Sun Feb  4 14:31:21 CET 2018 Collector successfully started.
Sun Feb  4 14:31:21 CET 2018 Initializing Ambari Metrics data model
...
[ams@cgihdp4 ~]$ ambari-metrics-collector status
AMS is running as process 22414.

I guess the permission denied is caused by what you just pointed out, so I will change this again, but I am confused about 'master is running as process 23182', which is the Hbase Master, running with user 'ams', but does it indicate an issue now? Otherwise nothing changed now, still no process listening to port 6188

avatar
Super Collaborator

There is no tool hbck available on the nodes, so I couldn't try that

avatar
Super Collaborator

I tried some things, after changing permissions on the hdfs trash and cleaning up again the dirs as per https://community.hortonworks.com/questions/121137/ambari-metrics-collector-restarting-again-and-aga...
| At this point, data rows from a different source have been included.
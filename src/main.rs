mod ui;

use crossterm::event::{self, Event, KeyCode, KeyEvent, KeyEventKind};
use crossterm::terminal::{
    disable_raw_mode, enable_raw_mode, EnterAlternateScreen, LeaveAlternateScreen,
};
use crossterm::ExecutableCommand;
use math_legends::build_info;
use math_legends::combat::{CombatController, CombatPhase};
use math_legends::core::GameConfig;
use rand::rngs::StdRng;
use rand::SeedableRng;
use ratatui::{backend::CrosstermBackend, Terminal};
use std::io;
use std::path::PathBuf;
use std::sync::Mutex;
use std::time::{Duration, Instant};
use tracing::{info, warn};
use tracing_subscriber::EnvFilter;
use ui::name_entry::NameEntryScreen;
use ui::{draw_game, GameView};

/// Pause between judging an answer and applying it, so the verdict is visible
const ADVANCE_DELAY: Duration = Duration::from_millis(600);
const POLL_INTERVAL: Duration = Duration::from_millis(50);
const MAX_ANSWER_LENGTH: usize = 12;
const LOG_FILE_NAME: &str = "math-legends.log";

enum Screen {
    NameEntry,
    Game,
}

enum Flow {
    Continue,
    Quit,
}

#[derive(Default)]
struct Options {
    seed: Option<u64>,
    config_path: Option<PathBuf>,
}

fn main() -> io::Result<()> {
    let args: Vec<String> = std::env::args().collect();
    let options = parse_args(&args);

    init_logging();

    let config = match &options.config_path {
        Some(path) => match GameConfig::load(path) {
            Ok(config) => config,
            Err(e) => {
                eprintln!("Error: {}", e);
                std::process::exit(1);
            }
        },
        None => GameConfig::default(),
    };
    let mut rng = match options.seed {
        Some(seed) => StdRng::seed_from_u64(seed),
        None => StdRng::from_entropy(),
    };
    info!(seed = ?options.seed, ?config, "starting");

    let mut controller = CombatController::new(config);

    // Setup terminal
    enable_raw_mode()?;
    let mut stdout = io::stdout();
    stdout.execute(EnterAlternateScreen)?;
    let backend = CrosstermBackend::new(stdout);
    let mut terminal = Terminal::new(backend)?;

    let result = run(&mut terminal, &mut controller, &mut rng);

    // Restore terminal
    disable_raw_mode()?;
    terminal.backend_mut().execute(LeaveAlternateScreen)?;
    terminal.show_cursor()?;

    if let Err(e) = &result {
        warn!(error = %e, "terminal loop failed");
    }
    info!(
        defeated = controller.monsters_defeated(),
        level = controller.player().level,
        "goodbye"
    );
    result
}

fn parse_args(args: &[String]) -> Options {
    let mut options = Options::default();

    let mut i = 1;
    while i < args.len() {
        match args[i].as_str() {
            "--version" | "-V" => {
                println!("{}", build_info::version_line());
                std::process::exit(0);
            }
            "--help" | "-h" => {
                println!("Math Legends - Arithmetic Battles in the Terminal\n");
                println!("Usage: math-legends [options]\n");
                println!("Options:");
                println!("  --seed <N>       Seed the dice for a reproducible game");
                println!("  --config <PATH>  Load game rules from a JSON file");
                println!("  --version        Show version information");
                println!("  --help           Show this help message");
                println!();
                println!("Logs are written to the data directory; set RUST_LOG to adjust.");
                std::process::exit(0);
            }
            "--seed" => {
                match args.get(i + 1).and_then(|s| s.parse().ok()) {
                    Some(seed) => options.seed = Some(seed),
                    None => {
                        eprintln!("--seed expects a number");
                        std::process::exit(1);
                    }
                }
                i += 1;
            }
            "--config" => {
                match args.get(i + 1) {
                    Some(path) => options.config_path = Some(PathBuf::from(path)),
                    None => {
                        eprintln!("--config expects a path");
                        std::process::exit(1);
                    }
                }
                i += 1;
            }
            other => {
                eprintln!("Unknown option: {}", other);
                eprintln!("Run 'math-legends --help' for usage.");
                std::process::exit(1);
            }
        }
        i += 1;
    }

    options
}

/// Logs go to a file; the terminal belongs to the UI.
fn init_logging() {
    let Some(dir) = dirs::data_local_dir().map(|d| d.join("math-legends")) else {
        return;
    };
    if std::fs::create_dir_all(&dir).is_err() {
        return;
    }
    let Ok(file) = std::fs::OpenOptions::new()
        .create(true)
        .append(true)
        .open(dir.join(LOG_FILE_NAME))
    else {
        return;
    };

    let filter =
        EnvFilter::try_from_default_env().unwrap_or_else(|_| EnvFilter::new("math_legends=info"));
    let _ = tracing_subscriber::fmt()
        .with_env_filter(filter)
        .with_writer(Mutex::new(file))
        .with_ansi(false)
        .try_init();
}

fn run(
    terminal: &mut Terminal<CrosstermBackend<io::Stdout>>,
    controller: &mut CombatController,
    rng: &mut StdRng,
) -> io::Result<()> {
    let mut screen = Screen::NameEntry;
    let mut name_screen = NameEntryScreen::new();
    let mut view = GameView::default();
    let mut judged_at: Option<Instant> = None;

    loop {
        match screen {
            Screen::NameEntry => {
                terminal.draw(|f| {
                    let area = f.size();
                    name_screen.draw(f, area);
                })?;

                if event::poll(POLL_INTERVAL)? {
                    if let Event::Key(key_event) = event::read()? {
                        if key_event.kind != KeyEventKind::Press {
                            continue;
                        }
                        match key_event.code {
                            KeyCode::Char(c) => name_screen.push(c),
                            KeyCode::Backspace => name_screen.pop(),
                            KeyCode::Enter => {
                                if let Some(name) = name_screen.submit() {
                                    match controller.submit_name(&name) {
                                        Ok(()) => {
                                            if let Err(e) = controller.spawn_monster(rng) {
                                                view.notice = Some(e.to_string());
                                            }
                                            screen = Screen::Game;
                                        }
                                        Err(e) => name_screen.reject(e.to_string()),
                                    }
                                }
                            }
                            KeyCode::Esc => return Ok(()),
                            _ => {}
                        }
                    }
                }
            }

            Screen::Game => {
                if judged_at.is_some_and(|t| t.elapsed() >= ADVANCE_DELAY) {
                    judged_at = None;
                    if let Err(e) = controller.advance(rng) {
                        view.notice = Some(e.to_string());
                    }
                }

                view.clamp_selection(controller.inventory().len(), controller.shop_stock().len());
                terminal.draw(|f| draw_game(f, controller, &view))?;

                if event::poll(POLL_INTERVAL)? {
                    if let Event::Key(key_event) = event::read()? {
                        if key_event.kind != KeyEventKind::Press {
                            continue;
                        }
                        if let Flow::Quit =
                            handle_game_key(key_event, controller, &mut view, &mut judged_at, rng)
                        {
                            return Ok(());
                        }
                    }
                }
            }
        }
    }
}

fn handle_game_key(
    key: KeyEvent,
    controller: &mut CombatController,
    view: &mut GameView,
    judged_at: &mut Option<Instant>,
    rng: &mut StdRng,
) -> Flow {
    view.notice = None;

    if controller.phase() == &CombatPhase::Shop {
        match key.code {
            KeyCode::Up => view.selected_stock = view.selected_stock.saturating_sub(1),
            KeyCode::Down => {
                if view.selected_stock + 1 < controller.shop_stock().len() {
                    view.selected_stock += 1;
                }
            }
            KeyCode::Enter => {
                let stock_id = controller
                    .shop_stock()
                    .get(view.selected_stock)
                    .map(|item| item.id.clone());
                if let Some(id) = stock_id {
                    if let Err(e) = controller.purchase(&id, rng) {
                        view.notice = Some(e.to_string());
                    }
                }
            }
            KeyCode::Esc | KeyCode::Char('c') => {
                view.selected_stock = 0;
                if let Err(e) = controller.close_shop(rng) {
                    view.notice = Some(e.to_string());
                }
            }
            KeyCode::Char('q') => return Flow::Quit,
            _ => {}
        }
        return Flow::Continue;
    }

    match key.code {
        KeyCode::Char('q') | KeyCode::Esc => return Flow::Quit,
        KeyCode::Char(c) if c.is_ascii_digit() || c == '-' => {
            if view.answer_input.len() < MAX_ANSWER_LENGTH {
                view.answer_input.push(c);
            }
        }
        KeyCode::Backspace => {
            view.answer_input.pop();
        }
        KeyCode::Enter => {
            if judged_at.is_none() && !view.answer_input.is_empty() {
                match controller.submit_answer(&view.answer_input) {
                    Ok(_) => *judged_at = Some(Instant::now()),
                    Err(e) => view.notice = Some(e.to_string()),
                }
                view.answer_input.clear();
            }
        }
        KeyCode::Up => view.selected_item = view.selected_item.saturating_sub(1),
        KeyCode::Down => {
            if view.selected_item + 1 < controller.inventory().len() {
                view.selected_item += 1;
            }
        }
        KeyCode::Char('u') => {
            let item_id = controller
                .inventory()
                .get(view.selected_item)
                .map(|item| item.id.clone());
            if let Some(id) = item_id {
                if let Err(e) = controller.use_item(&id) {
                    view.notice = Some(e.to_string());
                }
            }
        }
        KeyCode::Char('f') => {
            if let Err(e) = controller.spawn_monster(rng) {
                view.notice = Some(e.to_string());
            }
        }
        KeyCode::Char('r') => {
            if controller.phase() == &CombatPhase::GameOver {
                *judged_at = None;
                view.answer_input.clear();
                controller.restart(rng);
            }
        }
        KeyCode::Char('d') => {
            if judged_at.is_none() {
                if let Err(e) = controller.despawn() {
                    view.notice = Some(e.to_string());
                }
            }
        }
        _ => {}
    }
    Flow::Continue
}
I have been able to start the ambari metrics collector and it looks like it is running continuously now. Still when I turn off maintenance mode, I get the alert back

Connection failed:[Errno111]Connection refused to cgihdp4.localnet:6188

As far as I know 6188 is the port of the timeline server. When checking this, the timeline server service is not even installed on the cgihdp4, but is up and running on cgihdp1. So I searched for the config of the timeline server, which is in Ambari below the section Advanced ams-site -> timeline.metrics.service.webapp.address, and the address mentioned there is non surprisingly cgihdp4.localnet:6188, changed this to cgihdp1.localnet:6188, restarted the metrics collector and things are running smoothly.

So basically just a stupid config error, embarassing, but many thanks @Jay Kumar SenSharma for supporting me on this issue.